Je frotte mes mains sur mon pantalon de pyjama puis soupire. C'est devenu une habitude de cacher certaines choses à mes proches pour ne pas les énerver. Ma relation avec Maël a chamboulé toute mon existence et malgré mes efforts je n'arrive pas à remettre de l'ordre. Je ne suis encore qu'un enfant au fond.
― Est-ce que ce voyage est vraiment utile ? Je me demande si nous sommes encore amis et que nous n'étions pas forcés au camp. Nous avons créer des liens, mais j'arrive pas à me sortir ces idées de la tête.
― Tu crois que Skye aurait accepté de partir en vacances avec une personne qu'elle n'apprécie pas ? Nous avons nos propres raisons de t'accompagner dans ce voyage et je suis heureuse de faire parti de l'aventure.

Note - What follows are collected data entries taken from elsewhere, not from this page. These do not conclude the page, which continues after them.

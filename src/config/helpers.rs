use crate::error::ConfigError;

/// Read an env var, treating unset and blank values the same.
pub(crate) fn optional_env(key: &str) -> Result<Option<String>, ConfigError> {
    match std::env::var(key) {
        Ok(value) if value.trim().is_empty() => Ok(None),
        Ok(value) => Ok(Some(value.trim().to_string())),
        Err(std::env::VarError::NotPresent) => Ok(None),
        Err(std::env::VarError::NotUnicode(_)) => Err(ConfigError::NotUnicode {
            key: key.to_string(),
        }),
    }
}

/// Parse an optional env var with `FromStr`, falling back to `default`.
pub(crate) fn parse_optional_env<T>(key: &str, default: T) -> Result<T, ConfigError>
where
    T: std::str::FromStr,
    T::Err: std::fmt::Display,
{
    optional_env(key)?
        .map(|s| s.parse::<T>())
        .transpose()
        .map_err(|e| ConfigError::InvalidValue {
            key: key.to_string(),
            message: e.to_string(),
        })
        .map(|v| v.unwrap_or(default))
}

pub(crate) fn normalize_variant(value: &str) -> String {
    value.trim().to_ascii_lowercase().replace(['-', ' '], "_")
}
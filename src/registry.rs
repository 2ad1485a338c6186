//! Built-in agent directory.
//!
//! The set of tracked agents is fixed at process start. Lookups for ids
//! that are not registered fall back to neutral defaults rather than errors.

use serde::Serialize;

/// Id of the one agent whose wallet is a real, verified account. Its soft
/// sub-scores are sampled from narrower, higher ranges.
pub const VERIFIED_AGENT_ID: &str = "notagent";

/// Direction a reputation has been moving.
#[derive(Debug, Clone, Copy, Default, Serialize, PartialEq, Eq)]
#[serde(rename_all = "snake_case")]
pub enum Trend {
    Up,
    #[default]
    Stable,
    Down,
}

/// Static description of a tracked agent.
#[derive(Debug, Clone, Copy, PartialEq, Eq)]
pub struct AgentRecord {
    pub id: &'static str,
    pub name: &'static str,
    pub wallet_address: &'static str,
    pub trend: Trend,
    pub tags: &'static [&'static str],
}

impl AgentRecord {
    pub fn is_verified(&self) -> bool {
        self.id == VERIFIED_AGENT_ID
    }
}

const BUILTIN_AGENTS: &[AgentRecord] = &[
    AgentRecord {
        id: "shadowbuilder",
        name: "ShadowBuilder",
        wallet_address: "7nYhS6PaB9hGzLvGmpc8bG2R4Z7j8xK9m4n2p5q8r0s1t",
        trend: Trend::Up,
        tags: &["founder", "builder"],
    },
    AgentRecord {
        id: "said",
        name: "SAID Protocol",
        wallet_address: "3mRt5hZ9k8p2b6c7d8e0f1a4b5c6d7e8f9a0b1c2",
        trend: Trend::Stable,
        tags: &["identity", "infra"],
    },
    AgentRecord {
        id: "bountyboard",
        name: "BountyBoard",
        wallet_address: "5nXs7Pb8h0gK1jL4m5n6Op7q9r2s3t4u5v6w8x9y0z1a2b3c",
        trend: Trend::Up,
        tags: &["tasks", "payments"],
    },
    AgentRecord {
        id: "sipher",
        name: "Sipher",
        wallet_address: "8mYt9Rc1hB2iK5o7p0s8u2v3w6x7y0z1a2d3e4f5g6h7i8j9k",
        trend: Trend::Up,
        tags: &["privacy", "stealth"],
    },
    AgentRecord {
        id: "level5",
        name: "Level 5",
        wallet_address: "2lNq5Td0kC3jM6r9t1w4x7y0z2a5b8c1d6e2f3g4h5i6j7l8m",
        trend: Trend::Stable,
        tags: &["survival", "metrics"],
    },
    AgentRecord {
        id: "claude",
        name: "ClaudeCraft",
        wallet_address: "6oP8Ve4aE1hB5iK9o2s5u8w1x4z7a0c3d6e9f2g3h5i6j8k1l4",
        trend: Trend::Up,
        tags: &["minecraft", "autonomous"],
    },
    AgentRecord {
        id: VERIFIED_AGENT_ID,
        name: "Not Agent",
        wallet_address: "CFaXxN9fqowBQUa5bjYeHejHu8kUZGoqLJ1zMC1QEsKa",
        trend: Trend::Up,
        tags: &["real-wallet", "verified"],
    },
];

/// Immutable, ordered set of tracked agents.
#[derive(Debug, Clone)]
pub struct AgentDirectory {
    agents: Vec<AgentRecord>,
}

impl Default for AgentDirectory {
    fn default() -> Self {
        Self::builtin()
    }
}

impl AgentDirectory {
    /// The agents shipped with the dashboard, in leaderboard tie-break order.
    pub fn builtin() -> Self {
        Self {
            agents: BUILTIN_AGENTS.to_vec(),
        }
    }

    pub fn from_records(agents: Vec<AgentRecord>) -> Self {
        Self { agents }
    }

    pub fn agents(&self) -> &[AgentRecord] {
        &self.agents
    }

    pub fn len(&self) -> usize {
        self.agents.len()
    }

    pub fn is_empty(&self) -> bool {
        self.agents.is_empty()
    }

    pub fn get(&self, id: &str) -> Option<&AgentRecord> {
        self.agents.iter().find(|a| a.id == id)
    }

    pub fn wallet_for(&self, id: &str) -> Option<&'static str> {
        self.get(id).map(|a| a.wallet_address)
    }

    /// Display name, or the raw id for unregistered agents.
    pub fn name_for<'a>(&self, id: &'a str) -> &'a str {
        self.get(id).map(|a| a.name).unwrap_or(id)
    }

    pub fn trend_for(&self, id: &str) -> Trend {
        self.get(id).map(|a| a.trend).unwrap_or_default()
    }

    pub fn tags_for(&self, id: &str) -> &'static [&'static str] {
        self.get(id).map(|a| a.tags).unwrap_or(&[])
    }
}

― Il s'est passé beaucoup de choses cette année, mais cela ne veut pas dire que nous ne sommes plus amis. Lors de notre première rencontre, tu n'as pas hésité une seconde à m'apporter ton aide sans me connaître alors cette fois laisse-nous t'aider, ajoute Malcolm.
Je lève les yeux vers mes deux amis se tenant face à moi.
― Et si j'étais un cas désespérant ?
― Tu n'as aucune raison de chercher des excuses, nous trouverons un moyen de t'aider. La première étape est de te faire oublier ce connard qui souhaitait te changer. Milo avait raison, ton ex est vraiment une ordure, déclare Astrée.
Je devrais me sentir offensé d'entendre Astrée dire du mal de l'homme que je continue d'aimer malgré notre rupture, mais ce n'est pas le cas. Dans la vie, il faut savoir avancer pour écrire la suite de son histoire. Maël est un chapitre de mon passé et je me dois de continuer à avancer même s'il n'est plus présent.
― Une photo souvenir !
Astrée s'empare de son appareil photo emballé dans son petit sac puis immortalise le moment. Je sèche les larmes invisibles coulant sur mes joues puis quitte la balançoire. Je dois écrire la suite de mon histoire parce que ma vie ne se résume pas à un homme.